Source data:
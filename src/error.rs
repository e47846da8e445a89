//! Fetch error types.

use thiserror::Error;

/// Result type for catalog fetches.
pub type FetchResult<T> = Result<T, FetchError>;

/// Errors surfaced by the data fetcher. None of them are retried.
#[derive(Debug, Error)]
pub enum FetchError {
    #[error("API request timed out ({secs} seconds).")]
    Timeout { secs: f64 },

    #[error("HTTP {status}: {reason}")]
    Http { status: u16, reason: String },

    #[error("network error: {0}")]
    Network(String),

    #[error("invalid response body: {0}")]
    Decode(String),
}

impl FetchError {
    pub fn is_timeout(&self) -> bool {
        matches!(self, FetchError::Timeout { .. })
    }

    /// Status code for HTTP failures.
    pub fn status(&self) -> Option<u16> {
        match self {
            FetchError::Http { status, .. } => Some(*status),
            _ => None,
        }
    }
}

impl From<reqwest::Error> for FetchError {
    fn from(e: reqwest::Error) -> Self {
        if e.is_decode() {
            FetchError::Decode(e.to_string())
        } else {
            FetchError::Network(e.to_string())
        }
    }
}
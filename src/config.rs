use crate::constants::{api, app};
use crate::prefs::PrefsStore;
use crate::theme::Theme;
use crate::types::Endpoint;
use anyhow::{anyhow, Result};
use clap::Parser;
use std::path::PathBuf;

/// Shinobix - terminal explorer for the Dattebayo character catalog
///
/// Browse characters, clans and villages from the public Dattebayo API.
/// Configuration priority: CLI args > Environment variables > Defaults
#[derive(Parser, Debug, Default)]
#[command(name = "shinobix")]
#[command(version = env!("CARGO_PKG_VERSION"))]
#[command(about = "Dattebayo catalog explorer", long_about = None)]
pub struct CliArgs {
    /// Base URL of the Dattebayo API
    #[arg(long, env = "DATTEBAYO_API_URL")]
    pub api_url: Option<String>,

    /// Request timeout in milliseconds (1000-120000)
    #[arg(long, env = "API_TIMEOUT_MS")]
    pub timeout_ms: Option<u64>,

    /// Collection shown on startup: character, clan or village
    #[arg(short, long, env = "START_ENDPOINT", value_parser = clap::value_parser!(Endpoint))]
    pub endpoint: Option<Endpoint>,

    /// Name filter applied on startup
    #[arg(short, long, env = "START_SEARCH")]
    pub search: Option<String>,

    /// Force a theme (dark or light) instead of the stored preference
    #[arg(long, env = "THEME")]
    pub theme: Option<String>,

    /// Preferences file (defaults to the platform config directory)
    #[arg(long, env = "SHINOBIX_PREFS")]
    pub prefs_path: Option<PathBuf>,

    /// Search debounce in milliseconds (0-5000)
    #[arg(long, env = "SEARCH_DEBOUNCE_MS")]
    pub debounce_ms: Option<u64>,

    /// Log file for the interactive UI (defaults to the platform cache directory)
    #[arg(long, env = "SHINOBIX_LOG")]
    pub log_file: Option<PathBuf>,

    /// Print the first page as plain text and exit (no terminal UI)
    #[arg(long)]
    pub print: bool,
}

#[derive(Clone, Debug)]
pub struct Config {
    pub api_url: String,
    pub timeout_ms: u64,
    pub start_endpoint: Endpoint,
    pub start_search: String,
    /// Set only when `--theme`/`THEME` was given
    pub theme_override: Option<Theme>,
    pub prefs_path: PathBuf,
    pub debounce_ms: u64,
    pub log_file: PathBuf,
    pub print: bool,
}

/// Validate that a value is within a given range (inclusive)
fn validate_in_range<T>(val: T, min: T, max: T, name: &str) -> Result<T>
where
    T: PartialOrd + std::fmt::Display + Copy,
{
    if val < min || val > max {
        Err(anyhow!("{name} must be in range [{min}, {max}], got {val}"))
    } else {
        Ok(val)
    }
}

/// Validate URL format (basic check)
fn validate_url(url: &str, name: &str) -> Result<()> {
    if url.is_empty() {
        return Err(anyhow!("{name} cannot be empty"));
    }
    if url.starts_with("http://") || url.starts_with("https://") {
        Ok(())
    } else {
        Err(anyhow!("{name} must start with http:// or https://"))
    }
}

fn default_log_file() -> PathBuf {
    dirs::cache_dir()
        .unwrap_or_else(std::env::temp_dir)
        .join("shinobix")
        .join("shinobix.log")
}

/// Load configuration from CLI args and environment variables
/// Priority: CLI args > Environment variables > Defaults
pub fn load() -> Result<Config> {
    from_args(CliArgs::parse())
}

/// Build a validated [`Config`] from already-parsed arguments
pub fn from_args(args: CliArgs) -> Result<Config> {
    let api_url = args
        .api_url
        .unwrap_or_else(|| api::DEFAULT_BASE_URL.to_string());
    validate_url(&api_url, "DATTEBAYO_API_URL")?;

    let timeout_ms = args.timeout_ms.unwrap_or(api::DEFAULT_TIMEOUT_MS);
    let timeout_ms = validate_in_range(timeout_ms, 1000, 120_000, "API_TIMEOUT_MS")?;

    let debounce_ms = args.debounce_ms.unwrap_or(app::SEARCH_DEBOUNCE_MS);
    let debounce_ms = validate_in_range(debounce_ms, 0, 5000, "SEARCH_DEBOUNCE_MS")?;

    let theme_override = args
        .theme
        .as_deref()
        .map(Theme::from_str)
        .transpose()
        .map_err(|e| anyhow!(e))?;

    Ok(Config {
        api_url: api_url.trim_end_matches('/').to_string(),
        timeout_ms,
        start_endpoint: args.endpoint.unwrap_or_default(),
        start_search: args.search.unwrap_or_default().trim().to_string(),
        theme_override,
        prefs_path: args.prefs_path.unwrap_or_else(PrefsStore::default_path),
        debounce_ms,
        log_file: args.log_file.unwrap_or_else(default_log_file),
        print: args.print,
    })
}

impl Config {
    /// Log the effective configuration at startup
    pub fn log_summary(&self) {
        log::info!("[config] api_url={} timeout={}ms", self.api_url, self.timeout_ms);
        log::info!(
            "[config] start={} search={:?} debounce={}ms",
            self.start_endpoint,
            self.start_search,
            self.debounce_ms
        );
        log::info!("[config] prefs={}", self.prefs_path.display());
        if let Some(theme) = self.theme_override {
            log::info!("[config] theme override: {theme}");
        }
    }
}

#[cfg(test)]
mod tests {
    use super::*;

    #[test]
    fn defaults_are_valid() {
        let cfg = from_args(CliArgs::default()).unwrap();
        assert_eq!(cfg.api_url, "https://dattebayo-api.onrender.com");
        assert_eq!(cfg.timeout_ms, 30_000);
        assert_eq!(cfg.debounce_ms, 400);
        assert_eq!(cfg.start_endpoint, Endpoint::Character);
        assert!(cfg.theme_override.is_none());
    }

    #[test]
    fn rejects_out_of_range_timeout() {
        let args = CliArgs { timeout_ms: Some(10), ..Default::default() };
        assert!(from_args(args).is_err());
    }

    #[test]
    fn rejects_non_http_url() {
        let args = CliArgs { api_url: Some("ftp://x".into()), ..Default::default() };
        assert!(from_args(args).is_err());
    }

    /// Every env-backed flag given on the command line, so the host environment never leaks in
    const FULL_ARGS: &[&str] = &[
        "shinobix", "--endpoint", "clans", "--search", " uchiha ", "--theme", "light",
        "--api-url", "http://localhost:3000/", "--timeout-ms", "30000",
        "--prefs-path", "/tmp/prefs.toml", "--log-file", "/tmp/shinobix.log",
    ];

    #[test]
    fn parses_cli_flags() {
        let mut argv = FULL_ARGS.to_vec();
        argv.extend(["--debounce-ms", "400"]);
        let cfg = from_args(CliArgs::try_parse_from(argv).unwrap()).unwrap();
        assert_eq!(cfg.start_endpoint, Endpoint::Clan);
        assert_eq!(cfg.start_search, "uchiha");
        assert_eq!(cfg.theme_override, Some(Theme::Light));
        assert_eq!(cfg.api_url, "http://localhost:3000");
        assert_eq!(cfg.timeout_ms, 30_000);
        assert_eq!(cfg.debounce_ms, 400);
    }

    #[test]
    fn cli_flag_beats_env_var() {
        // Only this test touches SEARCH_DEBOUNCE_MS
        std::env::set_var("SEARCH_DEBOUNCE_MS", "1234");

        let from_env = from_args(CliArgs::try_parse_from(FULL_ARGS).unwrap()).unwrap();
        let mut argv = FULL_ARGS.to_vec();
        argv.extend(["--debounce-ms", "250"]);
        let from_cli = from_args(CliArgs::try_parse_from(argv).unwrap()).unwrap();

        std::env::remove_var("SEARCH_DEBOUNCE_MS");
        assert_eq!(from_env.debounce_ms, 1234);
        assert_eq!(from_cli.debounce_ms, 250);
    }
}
---
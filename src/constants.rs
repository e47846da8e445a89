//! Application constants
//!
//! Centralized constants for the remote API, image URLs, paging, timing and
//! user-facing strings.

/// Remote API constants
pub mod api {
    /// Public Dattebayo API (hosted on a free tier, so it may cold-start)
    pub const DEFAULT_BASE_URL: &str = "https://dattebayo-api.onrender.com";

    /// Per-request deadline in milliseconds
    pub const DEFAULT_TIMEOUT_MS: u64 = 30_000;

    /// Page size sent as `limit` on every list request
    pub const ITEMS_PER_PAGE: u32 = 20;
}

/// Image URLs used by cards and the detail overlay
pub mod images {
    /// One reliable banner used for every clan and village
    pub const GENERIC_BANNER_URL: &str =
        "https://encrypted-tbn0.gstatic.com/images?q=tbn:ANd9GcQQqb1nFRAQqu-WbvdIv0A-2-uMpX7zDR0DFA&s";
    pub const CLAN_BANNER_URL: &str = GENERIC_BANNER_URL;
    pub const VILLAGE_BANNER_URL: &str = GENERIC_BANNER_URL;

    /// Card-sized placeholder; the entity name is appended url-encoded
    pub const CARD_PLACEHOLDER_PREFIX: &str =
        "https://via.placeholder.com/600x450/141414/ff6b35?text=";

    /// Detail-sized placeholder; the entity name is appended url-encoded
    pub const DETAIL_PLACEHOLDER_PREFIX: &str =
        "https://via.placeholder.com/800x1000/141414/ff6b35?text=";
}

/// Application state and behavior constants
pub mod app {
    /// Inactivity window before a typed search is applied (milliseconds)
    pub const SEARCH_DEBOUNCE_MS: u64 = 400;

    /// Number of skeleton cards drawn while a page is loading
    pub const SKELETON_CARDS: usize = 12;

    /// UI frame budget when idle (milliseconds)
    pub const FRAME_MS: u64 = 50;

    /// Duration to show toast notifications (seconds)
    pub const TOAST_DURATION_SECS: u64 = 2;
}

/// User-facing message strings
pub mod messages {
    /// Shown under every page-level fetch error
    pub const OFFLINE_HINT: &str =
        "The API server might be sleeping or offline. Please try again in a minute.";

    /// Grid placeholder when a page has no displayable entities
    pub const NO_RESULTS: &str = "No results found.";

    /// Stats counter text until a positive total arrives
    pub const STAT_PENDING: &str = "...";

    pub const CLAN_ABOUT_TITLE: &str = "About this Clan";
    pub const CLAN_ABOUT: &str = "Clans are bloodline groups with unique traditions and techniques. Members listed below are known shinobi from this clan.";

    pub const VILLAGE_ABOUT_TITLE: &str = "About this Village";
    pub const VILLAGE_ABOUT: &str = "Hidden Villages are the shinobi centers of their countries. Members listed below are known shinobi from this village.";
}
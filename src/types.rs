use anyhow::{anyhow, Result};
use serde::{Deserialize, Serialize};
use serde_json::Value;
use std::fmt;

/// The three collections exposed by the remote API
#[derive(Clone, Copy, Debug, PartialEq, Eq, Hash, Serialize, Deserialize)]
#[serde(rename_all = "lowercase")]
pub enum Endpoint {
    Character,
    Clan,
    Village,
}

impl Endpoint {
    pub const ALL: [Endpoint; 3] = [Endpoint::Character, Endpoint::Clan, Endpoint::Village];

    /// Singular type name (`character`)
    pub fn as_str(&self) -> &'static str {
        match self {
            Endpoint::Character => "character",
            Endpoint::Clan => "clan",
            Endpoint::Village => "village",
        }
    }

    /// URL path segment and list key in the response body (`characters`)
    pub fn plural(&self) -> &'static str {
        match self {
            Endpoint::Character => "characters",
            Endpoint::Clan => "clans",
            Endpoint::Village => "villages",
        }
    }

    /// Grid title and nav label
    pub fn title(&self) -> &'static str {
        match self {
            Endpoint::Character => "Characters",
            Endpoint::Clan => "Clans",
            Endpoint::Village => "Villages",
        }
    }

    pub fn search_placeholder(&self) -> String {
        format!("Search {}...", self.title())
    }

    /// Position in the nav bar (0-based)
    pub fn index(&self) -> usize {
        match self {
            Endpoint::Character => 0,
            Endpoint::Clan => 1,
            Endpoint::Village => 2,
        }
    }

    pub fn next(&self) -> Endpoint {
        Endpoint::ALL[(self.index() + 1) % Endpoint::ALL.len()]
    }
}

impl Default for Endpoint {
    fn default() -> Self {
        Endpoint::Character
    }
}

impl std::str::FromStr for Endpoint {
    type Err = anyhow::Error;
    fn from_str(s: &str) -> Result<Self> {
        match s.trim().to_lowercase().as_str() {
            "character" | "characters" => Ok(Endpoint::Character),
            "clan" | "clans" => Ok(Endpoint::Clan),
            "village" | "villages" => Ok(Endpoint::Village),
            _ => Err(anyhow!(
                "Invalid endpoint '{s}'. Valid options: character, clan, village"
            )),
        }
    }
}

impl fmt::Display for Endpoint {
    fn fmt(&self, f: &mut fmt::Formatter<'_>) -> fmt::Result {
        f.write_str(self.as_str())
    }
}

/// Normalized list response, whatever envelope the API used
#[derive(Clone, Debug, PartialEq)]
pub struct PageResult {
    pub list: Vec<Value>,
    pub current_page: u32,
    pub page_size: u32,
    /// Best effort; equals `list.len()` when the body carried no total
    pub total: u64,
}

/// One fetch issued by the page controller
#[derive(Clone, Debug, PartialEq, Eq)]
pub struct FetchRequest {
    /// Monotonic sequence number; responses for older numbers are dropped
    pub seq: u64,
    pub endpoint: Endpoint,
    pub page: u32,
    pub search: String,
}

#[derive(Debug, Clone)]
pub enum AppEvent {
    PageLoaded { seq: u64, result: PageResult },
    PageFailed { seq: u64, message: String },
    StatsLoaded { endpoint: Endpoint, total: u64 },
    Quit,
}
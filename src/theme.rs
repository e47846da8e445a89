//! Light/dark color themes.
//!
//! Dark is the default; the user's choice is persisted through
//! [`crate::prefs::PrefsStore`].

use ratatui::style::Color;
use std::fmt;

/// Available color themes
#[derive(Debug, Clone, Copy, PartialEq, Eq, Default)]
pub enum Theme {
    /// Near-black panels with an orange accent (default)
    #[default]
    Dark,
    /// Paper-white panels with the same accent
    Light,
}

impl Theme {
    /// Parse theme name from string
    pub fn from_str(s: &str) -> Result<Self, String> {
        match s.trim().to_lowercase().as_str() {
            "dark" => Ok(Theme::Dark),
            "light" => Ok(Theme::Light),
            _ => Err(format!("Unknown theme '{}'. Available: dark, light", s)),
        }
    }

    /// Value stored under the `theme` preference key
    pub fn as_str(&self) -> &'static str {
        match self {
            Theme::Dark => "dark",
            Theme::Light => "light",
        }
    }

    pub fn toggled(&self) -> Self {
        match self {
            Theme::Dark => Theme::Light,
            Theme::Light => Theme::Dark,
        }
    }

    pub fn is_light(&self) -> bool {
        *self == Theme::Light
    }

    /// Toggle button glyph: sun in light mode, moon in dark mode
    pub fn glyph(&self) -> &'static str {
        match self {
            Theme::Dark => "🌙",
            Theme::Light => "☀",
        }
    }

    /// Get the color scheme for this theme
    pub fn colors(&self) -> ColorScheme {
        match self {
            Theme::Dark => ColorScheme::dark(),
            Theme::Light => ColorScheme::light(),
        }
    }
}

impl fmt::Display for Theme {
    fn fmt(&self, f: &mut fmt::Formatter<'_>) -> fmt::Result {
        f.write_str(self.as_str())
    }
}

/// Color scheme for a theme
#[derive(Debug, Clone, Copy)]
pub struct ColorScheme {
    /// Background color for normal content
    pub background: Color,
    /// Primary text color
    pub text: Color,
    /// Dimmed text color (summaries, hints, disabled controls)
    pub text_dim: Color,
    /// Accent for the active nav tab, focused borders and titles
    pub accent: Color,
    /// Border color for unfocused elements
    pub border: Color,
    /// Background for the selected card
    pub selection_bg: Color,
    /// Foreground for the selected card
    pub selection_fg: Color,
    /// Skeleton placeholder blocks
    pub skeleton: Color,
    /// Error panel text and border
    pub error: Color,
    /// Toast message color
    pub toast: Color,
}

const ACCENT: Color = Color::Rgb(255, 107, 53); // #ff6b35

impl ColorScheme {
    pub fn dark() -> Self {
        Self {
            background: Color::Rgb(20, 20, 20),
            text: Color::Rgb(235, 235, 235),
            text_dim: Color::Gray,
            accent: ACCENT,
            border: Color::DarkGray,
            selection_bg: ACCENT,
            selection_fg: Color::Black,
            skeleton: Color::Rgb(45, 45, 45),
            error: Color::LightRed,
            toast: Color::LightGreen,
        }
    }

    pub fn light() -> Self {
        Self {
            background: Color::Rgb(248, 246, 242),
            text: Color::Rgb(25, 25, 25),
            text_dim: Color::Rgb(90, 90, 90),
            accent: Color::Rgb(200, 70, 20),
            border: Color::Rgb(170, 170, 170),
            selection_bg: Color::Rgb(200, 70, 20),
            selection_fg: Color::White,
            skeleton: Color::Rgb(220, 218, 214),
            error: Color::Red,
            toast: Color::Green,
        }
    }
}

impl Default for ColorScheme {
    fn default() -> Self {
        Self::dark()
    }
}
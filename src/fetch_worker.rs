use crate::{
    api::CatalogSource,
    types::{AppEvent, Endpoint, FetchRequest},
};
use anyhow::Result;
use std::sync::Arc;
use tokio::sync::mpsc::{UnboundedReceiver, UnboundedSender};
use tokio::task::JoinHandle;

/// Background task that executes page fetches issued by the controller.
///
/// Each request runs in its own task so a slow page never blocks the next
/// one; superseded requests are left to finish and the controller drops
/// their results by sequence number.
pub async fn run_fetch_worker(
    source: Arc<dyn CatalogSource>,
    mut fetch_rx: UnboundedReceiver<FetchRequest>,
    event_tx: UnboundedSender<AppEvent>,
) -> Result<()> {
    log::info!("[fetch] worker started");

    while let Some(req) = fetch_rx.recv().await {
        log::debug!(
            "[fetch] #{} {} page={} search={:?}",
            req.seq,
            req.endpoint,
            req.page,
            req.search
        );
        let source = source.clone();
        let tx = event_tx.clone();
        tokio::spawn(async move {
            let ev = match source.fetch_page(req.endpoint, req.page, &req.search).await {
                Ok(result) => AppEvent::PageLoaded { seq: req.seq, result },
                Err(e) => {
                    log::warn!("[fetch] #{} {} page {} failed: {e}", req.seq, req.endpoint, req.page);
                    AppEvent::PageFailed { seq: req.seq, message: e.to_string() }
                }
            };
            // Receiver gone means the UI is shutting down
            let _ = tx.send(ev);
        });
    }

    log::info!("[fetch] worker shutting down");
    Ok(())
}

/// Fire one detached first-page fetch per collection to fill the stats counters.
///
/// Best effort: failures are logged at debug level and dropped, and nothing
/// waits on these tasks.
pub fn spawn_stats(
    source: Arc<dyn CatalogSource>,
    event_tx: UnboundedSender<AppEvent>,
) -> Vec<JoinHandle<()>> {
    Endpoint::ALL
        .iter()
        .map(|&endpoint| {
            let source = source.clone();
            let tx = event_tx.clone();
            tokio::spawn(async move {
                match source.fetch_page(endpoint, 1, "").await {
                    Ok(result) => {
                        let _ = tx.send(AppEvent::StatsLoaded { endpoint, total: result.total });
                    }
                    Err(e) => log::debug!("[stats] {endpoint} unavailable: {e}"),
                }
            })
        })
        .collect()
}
--
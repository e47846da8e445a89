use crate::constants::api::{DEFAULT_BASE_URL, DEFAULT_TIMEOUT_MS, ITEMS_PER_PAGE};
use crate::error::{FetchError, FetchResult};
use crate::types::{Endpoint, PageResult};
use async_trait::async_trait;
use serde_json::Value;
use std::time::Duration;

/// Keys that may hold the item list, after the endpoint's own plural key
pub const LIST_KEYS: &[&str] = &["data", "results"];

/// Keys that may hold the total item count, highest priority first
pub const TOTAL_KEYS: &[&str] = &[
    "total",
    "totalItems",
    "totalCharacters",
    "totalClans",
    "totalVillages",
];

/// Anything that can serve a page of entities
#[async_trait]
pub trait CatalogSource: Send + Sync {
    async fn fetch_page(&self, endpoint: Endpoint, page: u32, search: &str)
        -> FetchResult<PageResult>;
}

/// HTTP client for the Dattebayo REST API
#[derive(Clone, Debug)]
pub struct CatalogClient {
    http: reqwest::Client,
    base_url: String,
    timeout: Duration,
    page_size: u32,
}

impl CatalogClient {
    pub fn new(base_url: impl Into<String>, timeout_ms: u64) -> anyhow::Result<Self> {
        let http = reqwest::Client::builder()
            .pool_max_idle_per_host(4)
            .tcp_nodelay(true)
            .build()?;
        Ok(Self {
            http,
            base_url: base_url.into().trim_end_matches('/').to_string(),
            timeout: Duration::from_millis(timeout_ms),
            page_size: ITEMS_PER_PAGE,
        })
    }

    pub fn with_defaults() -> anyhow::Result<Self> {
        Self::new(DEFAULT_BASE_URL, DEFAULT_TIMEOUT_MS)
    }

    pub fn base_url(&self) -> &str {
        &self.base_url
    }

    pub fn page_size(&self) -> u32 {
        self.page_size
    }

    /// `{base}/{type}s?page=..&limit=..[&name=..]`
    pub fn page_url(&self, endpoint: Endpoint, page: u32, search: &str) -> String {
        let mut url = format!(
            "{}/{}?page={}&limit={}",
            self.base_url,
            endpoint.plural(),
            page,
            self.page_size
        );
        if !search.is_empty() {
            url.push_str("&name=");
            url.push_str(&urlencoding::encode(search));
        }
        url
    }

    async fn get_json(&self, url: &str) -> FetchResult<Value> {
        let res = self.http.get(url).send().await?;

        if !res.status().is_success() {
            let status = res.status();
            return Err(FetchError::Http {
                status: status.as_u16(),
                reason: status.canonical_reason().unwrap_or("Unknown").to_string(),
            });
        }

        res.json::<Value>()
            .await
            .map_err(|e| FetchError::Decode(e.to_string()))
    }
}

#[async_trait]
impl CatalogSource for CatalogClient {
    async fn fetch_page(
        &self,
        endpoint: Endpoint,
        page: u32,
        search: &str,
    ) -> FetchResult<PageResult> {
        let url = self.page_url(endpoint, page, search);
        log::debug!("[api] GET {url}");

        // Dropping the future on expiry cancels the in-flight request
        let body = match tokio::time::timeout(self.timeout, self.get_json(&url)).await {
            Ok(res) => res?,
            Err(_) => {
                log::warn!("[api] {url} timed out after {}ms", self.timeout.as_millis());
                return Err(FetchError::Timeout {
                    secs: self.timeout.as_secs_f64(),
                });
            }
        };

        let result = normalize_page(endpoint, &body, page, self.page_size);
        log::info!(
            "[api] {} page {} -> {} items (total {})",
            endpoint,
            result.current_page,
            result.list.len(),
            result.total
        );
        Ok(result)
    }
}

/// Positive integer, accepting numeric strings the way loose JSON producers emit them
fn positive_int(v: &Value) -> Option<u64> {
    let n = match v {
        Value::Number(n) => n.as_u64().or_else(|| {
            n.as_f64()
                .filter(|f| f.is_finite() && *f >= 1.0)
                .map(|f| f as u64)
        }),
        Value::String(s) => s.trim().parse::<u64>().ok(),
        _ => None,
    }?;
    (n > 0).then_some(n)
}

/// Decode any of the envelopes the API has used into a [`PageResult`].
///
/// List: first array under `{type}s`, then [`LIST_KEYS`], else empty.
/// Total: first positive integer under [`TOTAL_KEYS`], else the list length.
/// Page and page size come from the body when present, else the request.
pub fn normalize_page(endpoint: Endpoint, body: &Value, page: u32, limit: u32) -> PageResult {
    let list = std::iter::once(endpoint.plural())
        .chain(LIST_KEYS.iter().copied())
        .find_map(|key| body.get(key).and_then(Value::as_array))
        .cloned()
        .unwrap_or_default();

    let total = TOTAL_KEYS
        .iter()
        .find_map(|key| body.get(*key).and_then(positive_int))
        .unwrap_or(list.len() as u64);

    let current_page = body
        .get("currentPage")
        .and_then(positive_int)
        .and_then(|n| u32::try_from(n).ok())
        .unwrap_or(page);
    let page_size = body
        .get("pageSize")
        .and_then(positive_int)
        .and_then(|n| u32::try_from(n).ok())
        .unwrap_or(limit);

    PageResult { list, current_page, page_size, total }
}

--- Work to be completed ---
Copy out, from the data above, every line holding the word "PartialEq".

--- Solution ---
#[derive(Clone, Copy, Debug, PartialEq, Eq, Hash, Serialize, Deserialize)]
#[derive(Clone, Debug, PartialEq)]
#[derive(Clone, Debug, PartialEq, Eq)]
#[derive(Debug, Clone, Copy, PartialEq, Eq, Default)]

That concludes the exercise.